#### [WORK INSTRUCTION]
Below are records; reproduce exactly the lines from the one that has "failed remote operation." through the one that has "use std::io;", ends included, and nothing more.

#### [Items listed in a dataset]
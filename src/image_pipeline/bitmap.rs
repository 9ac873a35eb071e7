//! In-memory RGBA bitmap types
//!
//! Every stage of the pipeline exchanges images as a [`Bitmap`]: 8-bit RGBA,
//! row-major, origin top-left.

pub mod types;

pub use types::{spread, Bitmap, Pixel, Rect, CHANNELS};
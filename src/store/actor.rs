//! Store actor - runs table operations in the Tokio async runtime

use tokio::sync::mpsc;
use tokio::task::JoinSet;

use crate::messages::{StoreCommand, StoreOp, StoreResponse};
use crate::store::{StoreClient, StoreError};

/// Store actor that executes table commands.
///
/// Every command runs as its own task; responses come back in completion
/// order, not submission order.
pub struct StoreActor {
    client: StoreClient,
    response_tx: mpsc::UnboundedSender<StoreResponse>,
    active_requests: JoinSet<()>,
}

impl StoreActor {
    pub fn new(client: StoreClient, response_tx: mpsc::UnboundedSender<StoreResponse>) -> Self {
        StoreActor {
            client,
            response_tx,
            active_requests: JoinSet::new(),
        }
    }

    /// Run the store actor message loop
    pub async fn run(mut self, mut cmd_rx: mpsc::UnboundedReceiver<StoreCommand>) {
        loop {
            tokio::select! {
                biased;

                cmd = cmd_rx.recv() => {
                    match cmd {
                        Some(StoreCommand::Shutdown) | None => break,
                        Some(cmd) => self.spawn(cmd),
                    }
                }

                // Clean up completed tasks
                Some(_result) = self.active_requests.join_next() => {}
            }
        }
    }

    fn spawn(&mut self, cmd: StoreCommand) {
        let client = self.client.clone();
        let response_tx = self.response_tx.clone();

        self.active_requests.spawn(async move {
            if let Some(response) = execute(&client, cmd).await {
                let _ = response_tx.send(response);
            }
        });
    }
}

/// Perform one command and turn the outcome into a response
pub async fn execute(client: &StoreClient, cmd: StoreCommand) -> Option<StoreResponse> {
    let response = match cmd {
        StoreCommand::SelectAll { id } => {
            tracing::debug!(id, table = %client.table_url(), "Selecting all rows");
            match client.select_all().await {
                Ok(items) => {
                    tracing::info!(id, rows = items.len(), "Rows fetched");
                    StoreResponse::Rows { id, items }
                }
                Err(e) => failed(id, StoreOp::SelectAll, e),
            }
        }
        StoreCommand::Insert { id, record } => {
            tracing::debug!(id, item_id = %record.id, "Inserting row");
            match client.insert(&record).await {
                Ok(()) => {
                    tracing::info!(id, item_id = %record.id, "Row inserted");
                    StoreResponse::Inserted { id }
                }
                Err(e) => failed(id, StoreOp::Insert, e),
            }
        }
        StoreCommand::Delete { id, item_id } => {
            tracing::debug!(id, item_id, "Deleting row");
            match client.delete(item_id).await {
                Ok(()) => {
                    tracing::info!(id, item_id, "Row deleted");
                    StoreResponse::Deleted { id }
                }
                Err(e) => failed(id, StoreOp::Delete, e),
            }
        }
        StoreCommand::Shutdown => return None,
    };
    Some(response)
}

fn failed(id: u64, op: StoreOp, error: StoreError) -> StoreResponse {
    StoreResponse::Failed {
        id,
        op,
        message: error.to_string(),
    }
}
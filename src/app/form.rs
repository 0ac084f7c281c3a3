//! Item creation form - four text fields with cursor editing

use crate::messages::ui_events::FormField;
use crate::models::NewItem;

/// Local state of the creation form. Values are sent to the store as typed.
#[derive(Clone, Debug, Default)]
pub struct ItemForm {
    pub values: NewItem,
    pub active_field: FormField,
    /// Byte offset into the active field
    pub cursor_position: usize,
}

impl ItemForm {
    pub fn new() -> Self {
        Self::default()
    }

    pub fn value(&self, field: FormField) -> &str {
        match field {
            FormField::Id => &self.values.id,
            FormField::Name => &self.values.name,
            FormField::Description => &self.values.description,
            FormField::Quantity => &self.values.quantity,
        }
    }

    fn value_mut(&mut self, field: FormField) -> &mut String {
        match field {
            FormField::Id => &mut self.values.id,
            FormField::Name => &mut self.values.name,
            FormField::Description => &mut self.values.description,
            FormField::Quantity => &mut self.values.quantity,
        }
    }

    pub fn current_input(&self) -> &str {
        self.value(self.active_field)
    }

    pub fn focus(&mut self, field: FormField) {
        self.active_field = field;
        self.cursor_position = self.current_input().len();
    }

    pub fn next_field(&mut self) {
        self.focus(self.active_field.next());
    }

    pub fn prev_field(&mut self) {
        self.focus(self.active_field.prev());
    }

    pub fn move_cursor_left(&mut self) {
        let input = self.current_input();
        if self.cursor_position > 0 {
            let new_pos = input[..self.cursor_position]
                .char_indices()
                .last()
                .map(|(i, _)| i)
                .unwrap_or(0);
            self.cursor_position = new_pos;
        }
    }

    pub fn move_cursor_right(&mut self) {
        let input = self.current_input();
        if self.cursor_position < input.len() {
            let new_pos = input[self.cursor_position..]
                .char_indices()
                .nth(1)
                .map(|(i, _)| self.cursor_position + i)
                .unwrap_or(input.len());
            self.cursor_position = new_pos;
        }
    }

    pub fn enter_char(&mut self, c: char) {
        let cursor_pos = self.cursor_position;
        let input = self.value_mut(self.active_field);
        if cursor_pos <= input.len() {
            input.insert(cursor_pos, c);
            self.cursor_position = cursor_pos + c.len_utf8();
        }
    }

    pub fn delete_char(&mut self) {
        if self.cursor_position > 0 {
            let cursor_pos = self.cursor_position;
            let input = self.value_mut(self.active_field);
            let prev_pos = input[..cursor_pos]
                .char_indices()
                .last()
                .map(|(i, _)| i)
                .unwrap_or(0);
            input.remove(prev_pos);
            self.cursor_position = prev_pos;
        }
    }

    /// Snapshot of the four values for an insert; no validation
    pub fn record(&self) -> NewItem {
        self.values.clone()
    }

    /// Reset every field to empty
    pub fn clear(&mut self) {
        self.values = NewItem::default();
        self.cursor_position = 0;
    }

    pub fn is_empty(&self) -> bool {
        FormField::ALL.iter().all(|f| self.value(*f).is_empty())
    }
}

#[cfg(test)]
mod tests {
    use super::*;

    fn type_str(form: &mut ItemForm, text: &str) {
        for c in text.chars() {
            form.enter_char(c);
        }
    }

    #[test]
    fn typing_fills_active_field() {
        let mut form = ItemForm::new();
        type_str(&mut form, "12");
        form.next_field();
        type_str(&mut form, "Washer");
        assert_eq!(form.value(FormField::Id), "12");
        assert_eq!(form.value(FormField::Name), "Washer");
        assert_eq!(form.cursor_position, 6);
    }

    #[test]
    fn edits_at_cursor_with_multibyte_chars() {
        let mut form = ItemForm::new();
        form.focus(FormField::Description);
        type_str(&mut form, "größe");
        form.move_cursor_left();
        form.move_cursor_left();
        form.delete_char();
        assert_eq!(form.value(FormField::Description), "grße");
        assert_eq!(form.cursor_position, 2);
    }

    #[test]
    fn backspace_at_start_is_noop() {
        let mut form = ItemForm::new();
        type_str(&mut form, "7");
        form.move_cursor_left();
        form.delete_char();
        assert_eq!(form.value(FormField::Id), "7");
    }

    #[test]
    fn focus_moves_cursor_to_end() {
        let mut form = ItemForm::new();
        form.focus(FormField::Quantity);
        type_str(&mut form, "100");
        form.focus(FormField::Id);
        assert_eq!(form.cursor_position, 0);
        form.focus(FormField::Quantity);
        assert_eq!(form.cursor_position, 3);
    }

    #[test]
    fn record_keeps_raw_values_and_clear_empties() {
        let mut form = ItemForm::new();
        type_str(&mut form, "x1");
        form.focus(FormField::Quantity);
        type_str(&mut form, "-3");

        let record = form.record();
        assert_eq!(record.id, "x1");
        assert_eq!(record.name, "");
        assert_eq!(record.quantity, "-3");

        form.clear();
        assert!(form.is_empty());
        assert_eq!(form.cursor_position, 0);
    }
}
//! Render state - data structure sent from App layer to UI for rendering

use crate::messages::ui_events::{FormField, InputMode, Panel};
use crate::models::{Item, NewItem};

/// Complete state needed by the UI to render
#[derive(Debug, Clone, Default, PartialEq)]
pub struct RenderState {
    // List
    pub items: Vec<Item>,
    pub selected: usize,

    // Form
    pub form: NewItem,
    pub active_field: FormField,
    pub cursor_position: usize,

    // UI state
    pub active_panel: Panel,
    pub input_mode: InputMode,

    // Popups
    pub show_help: bool,
}
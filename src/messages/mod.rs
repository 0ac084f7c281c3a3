//! Message types for inter-layer communication in the actor-based architecture.
//!
//! This module defines all messages that flow between the UI, App, and Store layers.

pub mod ui_events;
pub mod store;
pub mod render;

pub use ui_events::UiEvent;
pub use store::{StoreCommand, StoreOp, StoreResponse};
pub use render::RenderState;
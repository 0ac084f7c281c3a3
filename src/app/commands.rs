//! Command handlers - business logic for processing UI events and store responses
//!
//! Mutations never touch `items` directly. A successful insert or delete
//! answers with a fresh `SelectAll`, and only its rows replace the collection.

use crate::app::AppState;
use crate::messages::ui_events::{InputMode, Panel};
use crate::messages::{StoreCommand, StoreResponse};

impl AppState {
    // ========================
    // Navigation
    // ========================

    pub fn next_panel(&mut self) {
        self.active_panel = self.active_panel.next();
        self.input_mode = InputMode::Normal;
    }

    pub fn next_field(&mut self) {
        self.form.next_field();
    }

    pub fn prev_field(&mut self) {
        self.form.prev_field();
    }

    pub fn select_next(&mut self) {
        self.list.select_next(&self.items);
    }

    pub fn select_prev(&mut self) {
        self.list.select_prev(&self.items);
    }

    // ========================
    // Input editing
    // ========================

    pub fn start_editing(&mut self) {
        if self.active_panel == Panel::Form {
            self.input_mode = InputMode::Editing;
            self.form.focus(self.form.active_field);
        }
    }

    pub fn stop_editing(&mut self) {
        self.input_mode = InputMode::Normal;
    }

    // ========================
    // Help popup
    // ========================

    pub fn toggle_help(&mut self) {
        self.show_help = !self.show_help;
    }

    pub fn close_help(&mut self) {
        self.show_help = false;
    }

    // ========================
    // Store commands
    // ========================

    /// Re-query the whole table
    pub fn fetch_items(&mut self) -> StoreCommand {
        StoreCommand::SelectAll { id: self.next_id() }
    }

    /// Insert the form values as one record. Fields stay as they are until
    /// the store confirms.
    pub fn submit_form(&mut self) -> StoreCommand {
        self.input_mode = InputMode::Normal;
        StoreCommand::Insert {
            id: self.next_id(),
            record: self.form.record(),
        }
    }

    /// Delete the selected row, if any
    pub fn delete_selected(&mut self) -> Option<StoreCommand> {
        let item_id = self.list.selected_item(&self.items)?.id;
        Some(StoreCommand::Delete {
            id: self.next_id(),
            item_id,
        })
    }

    // ========================
    // Response handling
    // ========================

    /// Apply a store response; returns the follow-up refresh, if any
    pub fn handle_response(&mut self, response: StoreResponse) -> Option<StoreCommand> {
        let id = response.id();
        match response {
            StoreResponse::Rows { items, .. } => {
                tracing::debug!(id, rows = items.len(), "Replacing item collection");
                self.items = items;
                self.list.clamp(&self.items);
                None
            }
            StoreResponse::Inserted { .. } => {
                tracing::debug!(id, "Insert confirmed, clearing form");
                self.form.clear();
                Some(self.fetch_items())
            }
            StoreResponse::Deleted { .. } => {
                tracing::debug!(id, "Delete confirmed");
                Some(self.fetch_items())
            }
            StoreResponse::Failed { op, message, .. } => {
                tracing::error!(id, op = op.as_str(), error = %message, "Remote operation failed");
                None
            }
        }
    }
}
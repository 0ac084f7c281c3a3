//! App actor - message loop processing UI events and store responses

use tokio::sync::mpsc;

use crate::app::state::AppState;
use crate::messages::{RenderState, StoreCommand, StoreResponse, UiEvent};

/// App actor that processes UI events and store responses.
///
/// It is the only writer of the item collection.
pub struct AppActor {
    state: AppState,
    store_tx: mpsc::UnboundedSender<StoreCommand>,
    render_tx: mpsc::UnboundedSender<RenderState>,
}

impl AppActor {
    pub fn new(
        store_tx: mpsc::UnboundedSender<StoreCommand>,
        render_tx: mpsc::UnboundedSender<RenderState>,
    ) -> Self {
        AppActor {
            state: AppState::new(),
            store_tx,
            render_tx,
        }
    }

    /// Run the actor message loop
    pub async fn run(
        mut self,
        mut ui_rx: mpsc::UnboundedReceiver<UiEvent>,
        mut store_rx: mpsc::UnboundedReceiver<StoreResponse>,
    ) {
        // Initial load
        let cmd = self.state.fetch_items();
        self.send(cmd);
        let _ = self.render_tx.send(self.state.to_render_state());

        loop {
            tokio::select! {
                Some(event) = ui_rx.recv() => {
                    if self.handle_ui_event(event) {
                        // Quit signal received
                        let _ = self.store_tx.send(StoreCommand::Shutdown);
                        break;
                    }
                    let _ = self.render_tx.send(self.state.to_render_state());
                }
                Some(response) = store_rx.recv() => {
                    if let Some(cmd) = self.state.handle_response(response) {
                        self.send(cmd);
                    }
                    let _ = self.render_tx.send(self.state.to_render_state());
                }
                else => break,
            }
        }
    }

    fn send(&self, cmd: StoreCommand) {
        if let Some(op) = cmd.op() {
            tracing::debug!(op = op.as_str(), "Dispatching store command");
        }
        let _ = self.store_tx.send(cmd);
    }

    /// Handle a UI event, returns true if quit was requested
    fn handle_ui_event(&mut self, event: UiEvent) -> bool {
        match event {
            // Navigation
            UiEvent::NextPanel => self.state.next_panel(),
            UiEvent::NextField => self.state.next_field(),
            UiEvent::PrevField => self.state.prev_field(),
            UiEvent::SelectNext => self.state.select_next(),
            UiEvent::SelectPrev => self.state.select_prev(),

            // Input editing
            UiEvent::StartEditing => self.state.start_editing(),
            UiEvent::StopEditing => self.state.stop_editing(),
            UiEvent::CharInput(c) => self.state.form.enter_char(c),
            UiEvent::Backspace => self.state.form.delete_char(),
            UiEvent::CursorLeft => self.state.form.move_cursor_left(),
            UiEvent::CursorRight => self.state.form.move_cursor_right(),

            // Store actions
            UiEvent::SubmitForm => {
                let cmd = self.state.submit_form();
                self.send(cmd);
            }
            UiEvent::DeleteSelected => {
                if let Some(cmd) = self.state.delete_selected() {
                    self.send(cmd);
                }
            }

            // Popups
            UiEvent::ToggleHelp => self.state.toggle_help(),
            UiEvent::CloseHelp => self.state.close_help(),

            // System
            UiEvent::Quit => return true,
        }

        false
    }
}
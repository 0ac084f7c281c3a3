use thiserror::Error;

/// A failed remote operation.
///
/// The app treats every variant the same way; they differ only in what ends
/// up in the log.
#[derive(Debug, Error)]
pub enum StoreError {
    /// The request never got a response
    #[error("request failed: {0}")]
    Transport(#[from] reqwest::Error),

    /// The store answered with a non-2xx status
    #[error("store returned {status}: {message}")]
    Remote { status: u16, message: String },

    /// The response body did not decode into rows
    #[error("could not decode rows: {0}")]
    Decode(#[from] serde_json::Error),
}

impl StoreError {
    /// Build a `Remote` error, preferring PostgREST's JSON `message` field
    pub fn from_body(status: u16, body: &str) -> Self {
        let message = serde_json::from_str::<serde_json::Value>(body)
            .ok()
            .and_then(|v| v.get("message").and_then(|m| m.as_str()).map(str::to_string))
            .unwrap_or_else(|| body.trim().to_string());
        StoreError::Remote { status, message }
    }
}
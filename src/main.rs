//! Inventory TUI - actor-based client for a hosted `items` table
//!
//! Architecture:
//! - UI Layer (Ratatui) - synchronous terminal rendering
//! - App Layer - owns the item collection, turns events into store commands
//! - Store Layer (Tokio) - async PostgREST round trips

use std::io;
use std::path::PathBuf;
use std::time::Duration;

use anyhow::Context;
use crossterm::{
    event::{self, Event},
    execute,
    terminal::{disable_raw_mode, enable_raw_mode, EnterAlternateScreen, LeaveAlternateScreen},
};
use ratatui::prelude::*;
use tokio::sync::mpsc;

use inventory_tui::config::Config;
use inventory_tui::constants::LOG_FILE;
use inventory_tui::messages::ui_events::key_to_ui_event;
use inventory_tui::messages::{RenderState, StoreCommand, StoreResponse, UiEvent};
use inventory_tui::ui::draw_ui;
use inventory_tui::{AppActor, StoreActor, StoreClient};

/// Terminal cleanup guard
struct TerminalGuard;

impl Drop for TerminalGuard {
    fn drop(&mut self) {
        let _ = disable_raw_mode();
        let _ = execute!(io::stdout(), LeaveAlternateScreen);
    }
}

#[tokio::main]
async fn main() -> anyhow::Result<()> {
    // Initialize logging to file
    let file_appender = tracing_appender::rolling::never(".", LOG_FILE);
    let (non_blocking, _log_guard) = tracing_appender::non_blocking(file_appender);
    tracing_subscriber::fmt()
        .with_writer(non_blocking)
        .with_ansi(false)
        .init();

    // Config before the terminal switches modes so errors print normally
    let config_path = std::env::args().nth(1).map(PathBuf::from);
    let config = Config::load(config_path.as_deref()).context("loading configuration")?;
    tracing::info!(url = %config.url, table = %config.table, "Starting");

    // Terminal setup
    enable_raw_mode()?;
    let mut stdout = io::stdout();
    execute!(stdout, EnterAlternateScreen)?;
    let _guard = TerminalGuard;

    let backend = CrosstermBackend::new(stdout);
    let mut terminal = Terminal::new(backend)?;

    // Create channels
    let (ui_tx, ui_rx) = mpsc::unbounded_channel::<UiEvent>();
    let (store_cmd_tx, store_cmd_rx) = mpsc::unbounded_channel::<StoreCommand>();
    let (store_resp_tx, store_resp_rx) = mpsc::unbounded_channel::<StoreResponse>();
    let (render_tx, mut render_rx) = mpsc::unbounded_channel::<RenderState>();

    // Spawn store actor
    let store_actor = StoreActor::new(StoreClient::new(&config), store_resp_tx);
    tokio::spawn(store_actor.run(store_cmd_rx));

    // Spawn app actor
    let app_actor = AppActor::new(store_cmd_tx, render_tx);
    tokio::spawn(app_actor.run(ui_rx, store_resp_rx));

    run_ui_loop(&mut terminal, ui_tx, &mut render_rx).await?;

    tracing::info!("Exiting");
    Ok(())
}

/// Run the synchronous UI rendering loop
async fn run_ui_loop(
    terminal: &mut Terminal<impl Backend>,
    ui_tx: mpsc::UnboundedSender<UiEvent>,
    render_rx: &mut mpsc::UnboundedReceiver<RenderState>,
) -> anyhow::Result<()> {
    let mut current_state = RenderState::default();

    loop {
        terminal.draw(|f| draw_ui(f, &current_state))?;

        // Poll for events with timeout
        if event::poll(Duration::from_millis(50))? {
            if let Event::Key(key) = event::read()? {
                if let Some(event) = key_to_ui_event(
                    key,
                    current_state.active_panel,
                    current_state.input_mode,
                    current_state.show_help,
                ) {
                    let quit = matches!(event, UiEvent::Quit);
                    let _ = ui_tx.send(event);
                    if quit {
                        break;
                    }
                }
            }
        }

        // Check for state updates (non-blocking)
        while let Ok(state) = render_rx.try_recv() {
            current_state = state;
        }
    }

    Ok(())
}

#### [FINAL ANSWER]
/// A failed remote operation.
///
/// The app treats every variant the same way; they differ only in what ends
/// up in the log.
#[derive(Debug, Error)]
pub enum StoreError {
    /// The request never got a response
    #[error("request failed: {0}")]
    Transport(#[from] reqwest::Error),

    /// The store answered with a non-2xx status
    #[error("store returned {status}: {message}")]
    Remote { status: u16, message: String },

    /// The response body did not decode into rows
    #[error("could not decode rows: {0}")]
    Decode(#[from] serde_json::Error),
}

impl StoreError {
    /// Build a `Remote` error, preferring PostgREST's JSON `message` field
    pub fn from_body(status: u16, body: &str) -> Self {
        let message = serde_json::from_str::<serde_json::Value>(body)
            .ok()
            .and_then(|v| v.get("message").and_then(|m| m.as_str()).map(str::to_string))
            .unwrap_or_else(|| body.trim().to_string());
        StoreError::Remote { status, message }
    }
}
filename src/main.rs
//! Inventory TUI - actor-based client for a hosted `items` table
//!
//! Architecture:
//! - UI Layer (Ratatui) - synchronous terminal rendering
//! - App Layer - owns the item collection, turns events into store commands
//! - Store Layer (Tokio) - async PostgREST round trips

use std::io;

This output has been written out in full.